1Pourquoi le premier trimestre peut-il être émotionnellement intense ?
Le début de la grossesse entraîne de nombreux changements, parfois avant même que le ventre ne soit visible.
La fatigue, les nausées, les douleurs, les troubles du sommeil ou l’incertitude liée aux premiers examens peuvent rendre cette période plus difficile à vivre.
Les variations hormonales peuvent influencer l’humeur, mais elles n’expliquent pas tout. L’histoire personnelle, les conditions de vie, le parcours pour obtenir la grossesse et le soutien de l’entourage jouent également un rôle.

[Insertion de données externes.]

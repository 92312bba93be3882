//! Fixed header layout and classification constants.
//!
//! Only the bytes needed to classify a frame are ever inspected:
//! ```text
//! ┌─────────┬─────────┬───────────┬───────────┬────────┬──────────┐
//! │ Dst/Src │EtherType│   IP Id   │Flags/Frag │ Proto  │ L4 Dport │
//! │ 0..=11  │ 12..=13 │  18..=19  │  20..=21  │   23   │ 36..=37  │
//! └─────────┴─────────┴───────────┴───────────┴────────┴──────────┘
//! ```
//!
//! All multi-byte fields are Big Endian. Offsets assume an untagged Ethernet
//! header followed by an IPv4 header without options.

use std::ops::RangeInclusive;

/// ARP EtherType.
pub const ETHERTYPE_ARP: u16 = 0x0806;

/// IPv4 EtherType.
pub const ETHERTYPE_IPV4: u16 = 0x0800;

/// Largest EtherType value still interpreted as an 802.3 length field.
///
/// Frames at or below this value are handed to the raw Ethernet consumer.
pub const ETHERTYPE_RAW_MAX: u16 = 0x05DC;

/// IP protocol numbers understood by the classifier.
pub mod ip_proto {
    /// Internet Control Message Protocol.
    pub const ICMP: u8 = 0x01;
    /// Internet Group Management Protocol.
    pub const IGMP: u8 = 0x02;
    /// Transmission Control Protocol.
    pub const TCP: u8 = 0x06;
    /// User Datagram Protocol.
    pub const UDP: u8 = 0x11;
}

/// NetBIOS name/datagram/session service ports, dropped because of volume.
pub const NBNS_PORTS: RangeInclusive<u16> = 137..=139;

/// Highest well-known ("standard") port number.
pub const STANDARD_PORT_MAX: u16 = 1023;

/// EtherType, high byte.
pub const OFFSET_ETHERTYPE_HI: usize = 12;
/// EtherType, low byte.
pub const OFFSET_ETHERTYPE_LO: usize = 13;
/// IPv4 identification, high byte.
pub const OFFSET_DATAGRAM_ID_HI: usize = 18;
/// IPv4 identification, low byte.
pub const OFFSET_DATAGRAM_ID_LO: usize = 19;
/// IPv4 flags (bit 5 = more fragments) and fragment offset bits 12..8.
pub const OFFSET_FRAG_HI: usize = 20;
/// IPv4 fragment offset bits 7..0.
pub const OFFSET_FRAG_LO: usize = 21;
/// IPv4 protocol.
pub const OFFSET_PROTOCOL: usize = 23;
/// Transport destination port, high byte.
pub const OFFSET_DEST_PORT_HI: usize = 36;
/// Transport destination port, low byte.
pub const OFFSET_DEST_PORT_LO: usize = 37;

/// Number of leading bytes that must pass before a decision can be made.
pub const HEADER_WINDOW: usize = OFFSET_DEST_PORT_LO + 1;

/// More-fragments flag inside the byte at [`OFFSET_FRAG_HI`].
pub const MORE_FRAGMENTS_BIT: u8 = 0b0010_0000;

/// Fragment offset bits inside the byte at [`OFFSET_FRAG_HI`].
pub const FRAG_OFFSET_HI_MASK: u8 = 0b0001_1111;

/// Mask of the 13-bit fragment offset.
pub const FRAG_OFFSET_MASK: u16 = 0x1FFF;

Il n’existe pas une seule bonne manière de vivre le début d’une grossesse. Des émotions contradictoires peuvent coexister.
2Quelles émotions sont fréquentes au début de la grossesse ?
1. Des émotions changeantes
Les émotions peuvent changer rapidement : joie, inquiétude, irritabilité ou tristesse peuvent se succéder d’un jour à l’autre, parfois même au cours d’une seule journée.
2. Des sentiments contradictoires
Des sentiments contradictoires peuvent coexister. Il est possible d’être heureuse d’être enceinte tout en ressentant de la peur, des doutes ou une impression d’irréalité.
3. La fatigue peut amplifier les émotions
La fatigue, les nausées, les troubles du sommeil et les autres symptômes du premier trimestre peuvent rendre plus sensible et amplifier certaines émotions.
L’ambivalence signifie que des émotions opposées peuvent être présentes en même temps. Elle est fréquente pendant la grossesse.
3Comment l’entourage peut-il aider ?
L’entourage n’a pas besoin de trouver une solution à chaque inquiétude. Écouter sans minimiser est souvent déjà très utile.
Des phrases comme « tu devrais être heureuse » ou « ne stresse pas » peuvent augmenter la culpabilité.
Il est généralement plus aidant de demander ce dont la personne a besoin, de proposer une aide concrète et de l’encourager à parler à un professionnel si elle se sent dépassée.
À retenir
Les émotions changeantes et les inquiétudes sont fréquentes pendant le premier trimestre.
Elles peuvent être liées aux transformations physiques, à la fatigue, à l’incertitude et aux nombreux changements associés à l’arrivée d’un enfant.
Lorsqu’elles deviennent envahissantes, durables ou provoquent une véritable souffrance, en parler à une sage-femme ou à un médecin est une démarche normale et utile.